What happens when the FBI wrongly suspects someone of ties to terrorism? "Individuals on the narrower No Fly and Selectee lists would not be allowed to purchase guns," says Collins' summary of her bill, "but Americans and green card holders would have due process rights to appeal in the Court of Appeals following a proscribed procedure." I think she means "a prescribed procedure," which would be the procedure laid out in her bill, as opposed to "a proscribed procedure," which would be a procedure forbidden by her bill. In any case, she offers no details about what this mandated or prohibited procedure would entail.
Feinstein's bill also ostensibly gave people stripped of their constitutional right to keep and bear arms an opportunity to challenge that deprivation, but apparently only if they could show that it resulted from "erroneous system information," as opposed to unsubstantiated suspicions. A bill proposed by Sen. John Cornyn (R-Texas), also defeated on Monday, would have allowed the Justice Department to delay a gun purchase by "a known or suspected terrorist" for up to three days, during which time it would have to persuade a judge that there was probable cause to believe the would-be buyer was in fact involved in terrorism (the same standard that must be met for a criminal charge). Collins' summary is silent on the crucial question of what standard would apply when a suspected terrorist argues that government's suspicions are wrong.
Collins does say the attorney general "would have the burden of proof." But burdens can be heavy or light, and it makes a big difference whether the standard is proof beyond a reasonable doubt, clear and convincing evidence, a preponderance of the evidence, probable cause, reasonable suspicion, or something even weaker. An earlier version of Feinstein's bill, for instance, required the government to show by a preponderance of the evidence that the attorney general's suspicion was reasonable, which essentially means taking whatever probability qualifies as reasonable suspicion and cutting it in half.

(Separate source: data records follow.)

//! Denotations of the components the platform module builds in: sessions,
//! session factories and domain suppliers.

use super::types::{ComponentDenotation, ScopeDenotation};
use std::sync::Arc;

/// A session opened from the session factory denoted by `factory`.
#[derive(Debug, Default)]
pub struct SessionDenotation {
    pub factory: Option<Arc<dyn ComponentDenotation>>,
    pub scope: Option<Arc<ScopeDenotation>>,
}

impl SessionDenotation {
    pub fn new(factory: Arc<dyn ComponentDenotation>) -> Self {
        Self {
            factory: Some(factory),
            scope: None,
        }
    }
}

impl ComponentDenotation for SessionDenotation {
    fn type_signature(&self) -> &'static str {
        "hydrux.Session"
    }

    fn scope(&self) -> Option<&Arc<ScopeDenotation>> {
        self.scope.as_ref()
    }
}

/// Factory of data-access sessions. `domain` names the access; when absent the
/// owning scope's domain is used.
#[derive(Debug, Default)]
pub struct AccessSessionFactoryDenotation {
    pub domain: Option<Arc<dyn ComponentDenotation>>,
    pub scope: Option<Arc<ScopeDenotation>>,
}

impl ComponentDenotation for AccessSessionFactoryDenotation {
    fn type_signature(&self) -> &'static str {
        "hydrux.AccessSessionFactory"
    }

    fn scope(&self) -> Option<&Arc<ScopeDenotation>> {
        self.scope.as_ref()
    }
}

/// Factory of service-domain sessions.
#[derive(Debug, Default)]
pub struct ServiceSessionFactoryDenotation {
    pub domain: Option<Arc<dyn ComponentDenotation>>,
    pub scope: Option<Arc<ScopeDenotation>>,
}

impl ComponentDenotation for ServiceSessionFactoryDenotation {
    fn type_signature(&self) -> &'static str {
        "hydrux.ServiceSessionFactory"
    }

    fn scope(&self) -> Option<&Arc<ScopeDenotation>> {
        self.scope.as_ref()
    }
}

/// Domain taken from the host settings.
#[derive(Debug, Default)]
pub struct ApplicationDomainSupplier {
    pub scope: Option<Arc<ScopeDenotation>>,
}

impl ComponentDenotation for ApplicationDomainSupplier {
    fn type_signature(&self) -> &'static str {
        "hydrux.ApplicationDomainSupplier"
    }

    fn scope(&self) -> Option<&Arc<ScopeDenotation>> {
        self.scope.as_ref()
    }
}

/// A fixed domain id.
#[derive(Debug, Default)]
pub struct StaticDomainSupplier {
    pub external_id: Option<String>,
    pub scope: Option<Arc<ScopeDenotation>>,
}

impl StaticDomainSupplier {
    pub fn new(external_id: impl Into<String>) -> Self {
        Self {
            external_id: Some(external_id.into()),
            scope: None,
        }
    }
}

impl ComponentDenotation for StaticDomainSupplier {
    fn type_signature(&self) -> &'static str {
        "hydrux.StaticDomainSupplier"
    }

    fn scope(&self) -> Option<&Arc<ScopeDenotation>> {
        self.scope.as_ref()
    }
}

/// Domain read from a query parameter of the current location.
#[derive(Debug, Default)]
pub struct UrlDomainSupplier {
    pub param_name: String,
    pub scope: Option<Arc<ScopeDenotation>>,
}

impl UrlDomainSupplier {
    pub fn new(param_name: impl Into<String>) -> Self {
        Self {
            param_name: param_name.into(),
            scope: None,
        }
    }
}

impl ComponentDenotation for UrlDomainSupplier {
    fn type_signature(&self) -> &'static str {
        "hydrux.UrlDomainSupplier"
    }

    fn scope(&self) -> Option<&Arc<ScopeDenotation>> {
        self.scope.as_ref()
    }
}

/// Ordered chain of suppliers; the first satisfied one wins.
#[derive(Debug, Default)]
pub struct FallbackDomainSupplier {
    pub suppliers: Vec<Arc<dyn ComponentDenotation>>,
    pub scope: Option<Arc<ScopeDenotation>>,
}

impl FallbackDomainSupplier {
    pub fn new(suppliers: Vec<Arc<dyn ComponentDenotation>>) -> Self {
        Self {
            suppliers,
            scope: None,
        }
    }
}

impl ComponentDenotation for FallbackDomainSupplier {
    fn type_signature(&self) -> &'static str {
        "hydrux.FallbackDomainSupplier"
    }

    fn scope(&self) -> Option<&Arc<ScopeDenotation>> {
        self.scope.as_ref()
    }
}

There is also the issue of who has to bring the matter to court, because without a case the burden of proof is irrelevant. Unlike Cornyn's bill, which would have allowed a gun sale to go through after a three-day delay unless the government met its burden of proof, Collins' bill makes the deprivation of Second Amendment rights permanent unless the would-be buyer appeals and prevails. Feinstein's bill took the same approach.

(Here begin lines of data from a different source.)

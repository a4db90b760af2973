//! # HOST SETTINGS
//!
//! Process-wide values owned by the hosting page or process: where the
//! services live, which domain is active, the current query string. They are
//! passed explicitly to the application; nothing is looked up globally.

use crate::errors::{error_codes, HxError};
use crate::request::parse_query_string;
use serde::{Deserialize, Serialize};
use std::path::Path;

#[derive(Debug, Clone, Default, PartialEq, Eq, Serialize, Deserialize)]
#[serde(rename_all = "camelCase")]
pub struct HostSettings {
    pub services_url: String,
    pub web_socket_url: String,
    #[serde(default)]
    pub domain_id: Option<String>,
    /// Use cases applied when resolving the top-level application.
    #[serde(default)]
    pub usecases: Vec<String>,
    #[serde(default)]
    pub prototyping_module: Option<String>,
    #[serde(default)]
    pub query_string: String,
}

impl HostSettings {
    pub fn new(services_url: impl Into<String>, web_socket_url: impl Into<String>) -> Self {
        Self {
            services_url: services_url.into(),
            web_socket_url: web_socket_url.into(),
            ..Self::default()
        }
    }

    pub fn with_domain_id(mut self, domain_id: impl Into<String>) -> Self {
        self.domain_id = Some(domain_id.into());
        self
    }

    pub fn with_usecases(mut self, usecases: Vec<String>) -> Self {
        self.usecases = usecases;
        self
    }

    pub fn with_query_string(mut self, query_string: impl Into<String>) -> Self {
        self.query_string = query_string.into();
        self
    }

    /// Parses settings from their JSON form.
    pub fn from_json(data: &[u8]) -> Result<Self, HxError> {
        let settings: Self = serde_json::from_slice(data).map_err(|e| {
            HxError::configuration(
                error_codes::INVALID_HOST_SETTINGS,
                format!("Invalid host settings JSON: {}", e),
            )
        })?;
        settings.validate()?;
        Ok(settings)
    }

    pub fn from_file(path: &Path) -> Result<Self, HxError> {
        let data = std::fs::read(path).map_err(|e| {
            HxError::configuration(
                error_codes::INVALID_HOST_SETTINGS,
                format!("Failed to read host settings from {}: {}", path.display(), e),
            )
        })?;
        Self::from_json(&data)
    }

    pub fn validate(&self) -> Result<(), HxError> {
        if self.services_url.is_empty() {
            return Err(HxError::configuration(
                error_codes::INVALID_HOST_SETTINGS,
                "servicesUrl must not be empty",
            ));
        }
        if self.web_socket_url.is_empty() {
            return Err(HxError::configuration(
                error_codes::INVALID_HOST_SETTINGS,
                "webSocketUrl must not be empty",
            ));
        }
        Ok(())
    }

    /// Active domain id; an empty value counts as unset.
    pub fn domain_id(&self) -> Option<&str> {
        self.domain_id.as_deref().filter(|id| !id.is_empty())
    }

    /// Decoded value of a parameter of the current query string.
    pub fn query_param(&self, name: &str) -> Option<String> {
        parse_query_string(&self.query_string).remove(name)
    }
}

Even Cornyn's proposal (which has the NRA's support) is problematic, since it allows a prior restraint on someone's constitutional rights (for up to three days) before any evidence at all has been produced. Once the three-day period ends, the restraint continues based on probable cause, which is similar to the federal law that bans gun purchases by people facing felony charges. But with other felonies, that deprivation continues only if the suspect is convicted. Under Cornyn's bill, it sounds like a one-time probable cause showing is enough to indefinitely take away someone's Second Amendment rights.

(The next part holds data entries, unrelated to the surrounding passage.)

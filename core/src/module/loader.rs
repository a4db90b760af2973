use crate::application::HxApplication;
use crate::config::HostSettings;
use crate::denotation::{DenotationMap, UxModule};
use crate::dispatch::ServiceProcessorBinder;
use crate::errors::{error_codes, HxError};
use crate::module::registry::ComponentRegistry;
use crate::platform::PlatformModule;
use crate::request::add_to_path;
use async_trait::async_trait;
use log::{debug, info};
use parking_lot::{Mutex, RwLock};
use std::collections::{BTreeSet, HashMap};
use std::fmt;
use std::sync::Arc;
use tokio::sync::OnceCell;

/// Name of the built-in module supplying session factories and domain suppliers.
pub const PLATFORM_MODULE_NAME: &str = "hydrux-platform";

const MODULE_ENTRY_POINT: &str = "index.js";

/// **MODULE CONTRACT**
///
/// Single entry point of a loadable code unit.
pub trait ModuleContract: Send + Sync {
    fn bind(&self, context: &mut ModuleBindingContext<'_>) -> Result<(), HxError>;
}

/// Everything a module may touch while binding.
pub struct ModuleBindingContext<'a> {
    module: &'a UxModule,
    registry: &'a mut ComponentRegistry,
    processors: ServiceProcessorBinder,
    application: &'a HxApplication,
}

impl ModuleBindingContext<'_> {
    pub fn component_binder(&mut self) -> &mut ComponentRegistry {
        &mut *self.registry
    }

    pub fn service_processor_binder(&self) -> &ServiceProcessorBinder {
        &self.processors
    }

    pub fn current_ux_module(&self) -> &UxModule {
        self.module
    }

    /// Registers a stylesheet shipped next to `module`'s entry point.
    pub fn load_css(&self, module: &UxModule, css_path: &str) -> bool {
        self.application.load_css(module, css_path)
    }
}

/// Pluggable capability locating the code of a module.
#[async_trait]
pub trait ModuleResolver: Send + Sync {
    async fn load_module(
        &self,
        module: &UxModule,
        url: &str,
    ) -> Result<Arc<dyn ModuleContract>, HxError>;
}

/// **STATIC MODULE RESOLVER**
///
/// Compiled-in registry of module contracts, keyed by module name.
#[derive(Default)]
pub struct StaticModuleResolver {
    contracts: RwLock<HashMap<String, Arc<dyn ModuleContract>>>,
}

impl StaticModuleResolver {
    pub fn new() -> Self {
        Self::default()
    }

    pub fn register(&self, name: impl Into<String>, contract: Arc<dyn ModuleContract>) {
        self.contracts.write().insert(name.into(), contract);
    }

    pub fn with_module(self, name: impl Into<String>, contract: Arc<dyn ModuleContract>) -> Self {
        self.register(name, contract);
        self
    }
}

#[async_trait]
impl ModuleResolver for StaticModuleResolver {
    async fn load_module(
        &self,
        module: &UxModule,
        url: &str,
    ) -> Result<Arc<dyn ModuleContract>, HxError> {
        self.contracts
            .read()
            .get(&module.name)
            .cloned()
            .ok_or_else(|| {
                HxError::module(
                    error_codes::MODULE_NOT_FOUND,
                    format!("UxModule {} not found at {}", module.name, url),
                )
            })
    }
}

/// A bound module: its descriptor and the factories it registered.
pub struct HxModule {
    module: Arc<UxModule>,
    registry: ComponentRegistry,
}

impl HxModule {
    fn bind(
        application: &HxApplication,
        module: Arc<UxModule>,
        contract: &dyn ModuleContract,
    ) -> Result<Self, HxError> {
        let mut registry = ComponentRegistry::new(&module);
        let mut context = ModuleBindingContext {
            module: &module,
            registry: &mut registry,
            processors: application.service_processor_binder(),
            application,
        };
        contract.bind(&mut context)?;
        debug!(
            "UxModule {} bound {} component factories",
            module.name,
            registry.len()
        );

        Ok(Self { module, registry })
    }

    pub fn ux_module(&self) -> &Arc<UxModule> {
        &self.module
    }

    pub fn component_registry(&self) -> &ComponentRegistry {
        &self.registry
    }
}

impl fmt::Debug for HxModule {
    fn fmt(&self, f: &mut fmt::Formatter<'_>) -> fmt::Result {
        f.debug_struct("HxModule")
            .field("module", &self.module)
            .field("registry", &self.registry)
            .finish()
    }
}

/// URL of a module: absolute paths and full URLs as is, anything else
/// relative to the services URL.
pub fn module_url(services_url: &str, module: &UxModule) -> String {
    let path = module.path.as_str();
    if path.starts_with('/') || path.contains(':') {
        path.to_string()
    } else {
        add_to_path(services_url, path)
    }
}

type ModuleSlot = Arc<OnceCell<Arc<HxModule>>>;

/// **MODULE LOADER**
///
/// Loads each module at most once at a time. Concurrent requests for the same
/// module share one load; a failed load leaves the slot empty so the next
/// request retries.
pub(crate) struct ModuleLoader {
    resolver: Arc<dyn ModuleResolver>,
    platform: OnceCell<Arc<HxModule>>,
    modules: Mutex<DenotationMap<UxModule, ModuleSlot>>,
    css_resources: Mutex<BTreeSet<String>>,
}

impl ModuleLoader {
    pub(crate) fn new(resolver: Arc<dyn ModuleResolver>) -> Self {
        Self {
            resolver,
            platform: OnceCell::new(),
            modules: Mutex::new(DenotationMap::new()),
            css_resources: Mutex::new(BTreeSet::new()),
        }
    }

    pub(crate) async fn resolve(
        &self,
        application: &HxApplication,
        module: Option<&Arc<UxModule>>,
    ) -> Result<Arc<HxModule>, HxError> {
        let Some(module) = module else {
            return self
                .platform
                .get_or_try_init(|| async {
                    let platform = Arc::new(UxModule::new(PLATFORM_MODULE_NAME, ""));
                    HxModule::bind(application, platform, &PlatformModule).map(Arc::new)
                })
                .await
                .cloned();
        };

        let slot = Arc::clone(
            self.modules
                .lock()
                .get_or_insert_with(module, || Arc::new(OnceCell::new())),
        );
        slot.get_or_try_init(|| self.load(application, module))
            .await
            .cloned()
    }

    async fn load(
        &self,
        application: &HxApplication,
        module: &Arc<UxModule>,
    ) -> Result<Arc<HxModule>, HxError> {
        let url = module_url(&application.host_settings().services_url, module);
        info!("Loading UxModule {} from {}", module.name, url);

        let contract = self.resolver.load_module(module, &url).await?;
        HxModule::bind(application, Arc::clone(module), contract.as_ref())
            .map(Arc::new)
            .map_err(|e| match e {
                e @ HxError::Module { .. } => e,
                other => HxError::module(
                    error_codes::MODULE_LOAD_FAILED,
                    format!("Binding UxModule {} failed: {}", module.name, other),
                ),
            })
    }

    /// Registers `<module base>/<css_path>` once. Only modules whose URL ends
    /// in the entry point file have a base to resolve against.
    pub(crate) fn load_css(&self, settings: &HostSettings, module: &UxModule, css_path: &str) -> bool {
        let url = module_url(&settings.services_url, module);
        let Some(base) = url.strip_suffix(MODULE_ENTRY_POINT) else {
            debug!("UxModule {} has no entry point base, ignoring css {}", module.name, css_path);
            return false;
        };

        let css = format!("{}{}", base, css_path);
        let added = self.css_resources.lock().insert(css.clone());
        if added {
            info!("Registered css resource {}", css);
        }
        added
    }

    pub(crate) fn css_resources(&self) -> Vec<String> {
        self.css_resources.lock().iter().cloned().collect()
    }
}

The American Civil Liberties Union opposed Cornyn's bill as well as Feinstein's, since both relied on a secretive and mistake-riddled system for identifying suspected terrorists. "Our nation's watchlisting system is error-prone and unreliable because it uses vague and overbroad criteria and secret evidence to place individuals on blacklists without a meaningful process to correct government error and clear their names," the ACLU said. "The government contends that it can place Americans on the No Fly List who have never been charged let alone convicted of a crime, on the basis of prediction that they nevertheless pose a threat (which is undefined) of conduct that the government concedes 'may or may not occur.' Criteria like these guarantee a high risk of error, and it is imperative that the watchlisting system include due process safeguards—which it does not."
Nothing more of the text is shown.